Anyway, consider us “in recovery.” One day atta time, brother. Look lovingly at life; be grateful and have gratitude for the gratuities and felicitous grateful-licities of life. Or something like that.
Not sure if there’s any “cure” exactly to this state of mind, heart and tear glands: It’s more like an autoimmune condition — you just deal with the sucker and expect half-useful diagnoses and prognoses. Doctors and therapists don’t guarantee cures, just paid receipts. They allow me visitors on Friday afternoons.
So for we “empty nesters,” here are some don’ts. Send me your “do’s,” I’ll try to print ’em.
• Certain musical numbers are totally off limits, unless you want to stain that shirt or blouse with a creek fulla tears: “Turn Around,” Sinatra’s “When I Was 17,” Bill Evans’ “Waltz for Debby,” and of course, “Sunrise, Sunset” from “Fiddler” (you don’t have to be Jewish to get inconsolably verklempt).
• It may be best not to visit the empty bedrooms too much, or at all. Maybe once just to remove the pothos plant. You’ll look at the desk and the chest of drawers, the sports trophies, the photos and the stuffed animals and the “Imagine” poster and seashell figures, and the bed and its spread and … well … “I told you not to play that blasted ‘Sunrise, Sunset’ song …”
• So you go food shopping because that was one of your main manly family roles for 18 years, and you find yourself putting back all the “special” foods and such that you always bought for each of the kids. In the cart, back outta the cart. Because, like, you don’t need ’em anymore this week. Or next week. And you and your spouse are older now and starting to eat more picnic dinners or “lite” dinners or leftover dinners because you’re older now and starting to eat like gerbils.
And you finish early and only have a half a cart of stuff and no, you won’t need a hand bringing it out to your car because, well, you only have like half a cart of stuff. And you hand the gabby but nice checkout clerk your payment and can’t talk back to her because you don’t wanna ever talk back when your voice is ready to crack and your eyes are like wetlands.

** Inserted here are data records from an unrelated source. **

//! Integration tests against the public API
//!
//! Drives the full flow a paginated HTTP endpoint would: query map →
//! typed actions → result page → next link, plus the dynamic registry
//! bridge and response-body serialization.

use pagewise::actions::{self, base_uri, page_request_from_query};
use pagewise::{
    Error, ItemFilter, PageRequest, PaginationActions, Source, StringMap, VecSource,
};
use pretty_assertions::assert_eq;
use serde_json::json;
use url::Url;

#[derive(Debug, Clone, PartialEq, serde::Serialize)]
struct Widget {
    id: u32,
}

fn widgets(count: u32) -> VecSource<Widget> {
    VecSource::new((1..=count).map(|id| Widget { id }).collect())
}

fn query_of(uri: &Url) -> StringMap {
    uri.query_pairs().into_owned().collect()
}

/// A registry source that never opted into pagination.
struct WidgetCatalog;

impl Source<Widget> for WidgetCatalog {
    type Filter = ItemFilter<Widget>;
}

// ============================================================================
// Link-Following Flow
// ============================================================================

#[tokio::test]
async fn test_client_can_walk_next_links_to_the_end() {
    let actions = PaginationActions::new(
        widgets(250),
        base_uri("http", "api.test", "/widgets").unwrap(),
    );

    let mut seen = Vec::new();
    let mut query = StringMap::from([("pagesize".to_string(), "100".to_string())]);
    let mut pages = 0;

    loop {
        let page = actions.get_page_from_query(&query, None).await.unwrap();
        seen.extend(page.results().iter().map(|widget| widget.id));
        pages += 1;

        match page.next() {
            // A client follows the link by parsing its query, exactly
            // like the inbound request was parsed.
            Some(next) => query = query_of(next),
            None => break,
        }
    }

    assert_eq!(pages, 3);
    assert_eq!(seen, (1..=250).collect::<Vec<u32>>());
}

#[tokio::test]
async fn test_exact_multiple_links_to_one_trailing_empty_page() {
    let actions = PaginationActions::new(
        widgets(200),
        base_uri("http", "api.test", "/widgets").unwrap(),
    );

    let page_two = actions
        .get_page(PageRequest::new(Some(2), Some(100)), None)
        .await
        .unwrap();
    assert_eq!(page_two.results().len(), 100);
    assert!(page_two.next().is_some());

    let page_three = actions
        .get_page_from_query(&query_of(page_two.next().unwrap()), None)
        .await
        .unwrap();
    assert!(page_three.results().is_empty());
    assert!(page_three.next().is_none());
}

#[tokio::test]
async fn test_filtered_paging_stays_consistent_with_count() {
    let actions = PaginationActions::new(
        widgets(37),
        base_uri("http", "api.test", "/widgets").unwrap(),
    );
    let even = |widget: &Widget| widget.id % 2 == 0;

    let total = actions.count(Some(&even)).await.unwrap();
    assert_eq!(total, 18);

    let mut seen = 0;
    let mut request = PageRequest::new(None, Some(5));
    loop {
        let page = actions.get_page(request, Some(&even)).await.unwrap();
        seen += page.results().len() as u64;
        assert!(page.results().iter().all(|widget| widget.id % 2 == 0));
        if page.next().is_none() {
            break;
        }
        request = request.next();
    }
    assert_eq!(seen, total);
}

// ============================================================================
// Dynamic Registry Flow
// ============================================================================

#[tokio::test]
async fn test_registry_mixes_pageable_and_plain_sources() {
    let registry: Vec<Box<dyn Source<Widget, Filter = ItemFilter<Widget>>>> =
        vec![Box::new(widgets(6)), Box::new(WidgetCatalog)];
    let base = base_uri("http", "api.test", "/widgets").unwrap();
    let request = PageRequest::new(Some(1), Some(4));

    let page = actions::get_page_with_next(registry[0].as_ref(), request, &base, None)
        .await
        .unwrap();
    assert_eq!(page.results().len(), 4);
    assert_eq!(
        page.next().map(Url::as_str),
        Some("http://api.test/widgets?page=2&pagesize=4")
    );

    let err = actions::get_page_with_next(registry[1].as_ref(), request, &base, None)
        .await
        .unwrap_err();
    assert_eq!(
        err.to_string(),
        "Data source for entity 'Widget' does not support pagination"
    );
    assert!(matches!(err, Error::CapabilityNotSupported { .. }));
}

// ============================================================================
// Response-Body Shape
// ============================================================================

#[tokio::test]
async fn test_decorated_page_serializes_for_a_response_body() {
    let actions = PaginationActions::new(widgets(4), Url::parse("http://test.test").unwrap());

    let page = actions
        .get_page(PageRequest::new(Some(1), Some(2)), None)
        .await
        .unwrap();

    assert_eq!(
        serde_json::to_value(&page).unwrap(),
        json!({
            "request": { "page": 1, "page_size": 2 },
            "results": [{ "id": 1 }, { "id": 2 }],
            "next": "http://test.test/?page=2&pagesize=2",
        })
    );
}

#[tokio::test]
async fn test_last_page_serializes_a_null_next() {
    let actions = PaginationActions::new(widgets(1), Url::parse("http://test.test").unwrap());

    let page = actions
        .get_page(PageRequest::new(Some(1), Some(2)), None)
        .await
        .unwrap();

    assert_eq!(
        serde_json::to_value(&page).unwrap(),
        json!({
            "request": { "page": 1, "page_size": 2 },
            "results": [{ "id": 1 }],
            "next": null,
        })
    );
}

// ============================================================================
// Query Normalization at the Edge
// ============================================================================

#[tokio::test]
async fn test_malformed_paging_input_degrades_to_defaults() {
    let actions = PaginationActions::new(
        widgets(150),
        base_uri("http", "api.test", "/widgets").unwrap(),
    );
    let query = StringMap::from([
        ("page".to_string(), "not-a-number".to_string()),
        ("pagesize".to_string(), String::new()),
    ]);

    let page = actions.get_page_from_query(&query, None).await.unwrap();
    assert_eq!(page.request(), PageRequest::default());
    assert_eq!(page.results().len(), 100);
}

#[test]
fn test_parse_round_trips_a_next_link() {
    let next = Url::parse("http://api.test/widgets?page=124&pagesize=2").unwrap();
    let request = page_request_from_query(&query_of(&next));
    assert_eq!(request, PageRequest::new(Some(124), Some(2)));
}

• I stole this next one, but I can’t recall from where/whom; so I think it’s OK:
At this precious stage, how fast does all this child-rearing and parenting seem to go by? Very, very fast. Take a remnant of some old trip or purchase or sport or concert souvenir. One from each child leaving for college. Place it high over your head, and slowly, slowly tear it up and watch it float to the ground below.
That fast.
Rob Peters is a long-time resident of Benicia. He has been a full-time counselor at Diablo Valley College for more than two decades.